Just before regulators authorized use of a widely publicized Covid-19 pill from Pfizer, only half of Americans were aware the treatment could prevent hospitalization or death, according to a new survey by STAT and The Harris Poll. The survey also found vaccinated people were much likelier to say they’d take the medicine than those who have not been vaccinated.
The Food and Drug Administration granted emergency authorization last week to the antiviral pill, which is called Paxlovid, a move seen as a significant step in combating the coronavirus. Only 72% of the adult population in the U.S. is fully vaccinated and just 24% have received a booster dose, according to data from the U.S. Centers for Disease Control and Prevention.
In studies, the pill reduced the risk of hospitalization or death by 88% compared to a placebo among patients treated within five days of experiencing Covid-19 symptoms. Yet interest in the Pfizer pill varies significantly, according to the STAT-Harris poll, which queried 2,103 Americans over 18 years old between Dec. 17 and Dec. 19, three days before the FDA endorsed the medication.
Of those who were familiar with the Pfizer pill, the poll found 84% are likely to take it if they test positive for the coronavirus, with no large differences between generations, racial groups, or political affiliations.

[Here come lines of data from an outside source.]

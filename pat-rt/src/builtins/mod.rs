//! The default `std::*` builtin function table registered into every fresh
//! [`Evaluator`] by the runtime facade.

mod file;
mod hash;
mod math;
mod memory;
mod string;
mod system;

use std::sync::Arc;

use pat_eval::{Error, Evaluator, FunctionBody, FunctionRecord};
use pat_tree::Literal;

pub(crate) type BuiltinFn = Arc<dyn Fn(&mut Evaluator, &[Literal]) -> Result<Literal, Error> + Send + Sync>;

/// Registers a builtin under `name` taking between `min` and `max`
/// arguments (missing trailing ones fill from `defaults`, left to right).
pub(crate) fn register(
    eval: &mut Evaluator,
    name: &str,
    min: usize,
    max: usize,
    defaults: Vec<Literal>,
    dangerous: bool,
    f: impl Fn(&mut Evaluator, &[Literal]) -> Result<Literal, Error> + Send + Sync + 'static,
) {
    eval.register_function(
        name,
        FunctionRecord { min_params: min, max_params: max, defaults, dangerous, body: FunctionBody::Builtin(Arc::new(f)) },
    );
}

pub fn install_defaults(eval: &mut Evaluator) {
    memory::install(eval);
    string::install(eval);
    math::install(eval);
    hash::install(eval);
    system::install(eval);
    file::install(eval);
}
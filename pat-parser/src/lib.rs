//! Recursive-descent parser: tokens to AST, with a parser-owned type table
//! and template parameter handling.

pub mod ast;
pub mod error;

use ahash::AHashMap;
use pat_diagnostics::{Diagnostic, Location};
use pat_lexer::token::{Keyword, Operator, Separator, Token, TokenKind, ValueType};
use pat_tree::Endian;
use ustr::Ustr;

pub use ast::{
    Attribute, AstBitfieldFieldKind, ControlFlowKind, IoQualifier, Kind, Node, Param, PathSegment, TemplateParameter,
    TypeOperatorKind,
};
pub use error::Error;

/// A registered type declaration, tracking whether it is still a forward
/// declaration awaiting its body.
struct TypeEntry {
    node: Node,
    forward: bool,
}

pub struct Parser {
    tokens: Vec<Token>,
    pos: usize,
    types: AHashMap<String, TypeEntry>,
    namespace_stack: Vec<Ustr>,
    import_aliases: Vec<(Ustr, Vec<Ustr>)>,
    diagnostics: Vec<Diagnostic>,
    pending_doc: Option<String>,
}

pub struct ParseOutput {
    pub statements: Vec<Node>,
    pub types: AHashMap<String, Node>,
}

/// Parses a full token stream, returning the top-level statements and the
/// fully qualified type table even when errors occurred: an unrecoverable
/// failure returns the errors accumulated so far.
pub fn parse(tokens: Vec<Token>) -> Result<ParseOutput, Vec<Diagnostic>> {
    log::trace!("parsing {} tokens", tokens.len());
    let mut parser = Parser::new(tokens);
    let statements = parser.parse_program();
    if parser.diagnostics.is_empty() {
        let types = parser.types.into_iter().map(|(k, v)| (k, v.node)).collect();
        Ok(ParseOutput { statements, types })
    } else {
        log::debug!("parse failed with {} diagnostics", parser.diagnostics.len());
        Err(parser.diagnostics)
    }
}

type PResult<T> = Result<T, Error>;
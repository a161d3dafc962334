//! The literal value type and the addressed, typed pattern tree: what the
//! parser's `Literal` AST node carries, and what the evaluator
//! materializes while walking the AST against sections.

pub mod literal;
pub mod pattern;

pub use literal::{CoercionError, Literal};
pub use pattern::{
    BitfieldFieldKind, Endian, EndianSetting, Pattern, PatternData, SectionId, Variant, Visibility, Visitor,
    HEAP_SECTION_ID, INSTANTIATION_SECTION_ID, MAIN_SECTION_ID, PATTERN_LOCAL_SECTION_ID,
};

But there was one key difference: 91% of vaccinated people would take the pill, but only 52% of all unvaccinated Americans said they are very or somewhat likely to do do so. The likelihood an unvaccinated person would take the pill dropped even further — to 35% — among those who said they would never get vaccinated, compared to unvaccinated people who said they will “wait and see.”
To an extent, the findings seem to mirror the calcified views held toward Covid-19 vaccines for the past year. For instance, political affiliations do underscore somewhat differing perceptions of the Pfizer pill, not just vaccines. Nine in 10 Democrats who are familiar with the pill think it will effectively help manage the virus, compared with 79% of Republicans who knew about Paxlovid.
Overall, slightly less than half — or 46% — of all unvaccinated Americans indicated they are unwilling to receive a vaccine or the Pfizer pill. Breaking it down, nearly half of unvaccinated women, millennials, members of Gen X, and Republicans were unwilling to get vaccinated or take the pill, if they were to get infected.
Slightly more than half of unvaccinated people living in rural areas and those identifying as politically independent would avoid both.
Yet some unvaccinated Americans who are familiar with the Pfizer pill would prefer it to a vaccine. Why? One in five believes the development of the vaccines was rushed, but not the development of the pill. A similar proportion find taking pills safer and also less invasive. (We should note the poll occurred before the FDA authorized a pill from Merck that offers less effectiveness than Paxlovid and has generated less enthusiasm).
By contrast, nearly six in 10 of those who are vaccinated believe the pill can supplement vaccines in the fight against the pandemic, compared with 31% of unvaccinated Americans who are aware of Paxlovid. However, nearly a quarter of those who are vaccinated wrongly believe the pill will reduce the need for vaccines and boosters, and that increases to 40% among those who are unvaccinated.
“Paxlovid’s initial market is more likely to be vaccinated (and boosted) urban liberals who are older, or who have chronic conditions,” said John Gerzema, the Harris Poll chief executive officer.
“However, there are hopeful signs for the drug to be more widely accepted as nearly eight in 10 Republicans consider it effective and nearly a quarter of the unvaccinated believe the pill ‘was not rushed’ and prefer it to a jab. As America ‘surfs variants’, you could see it — and Merck’s pill — becoming a popular way to treat future exposures.”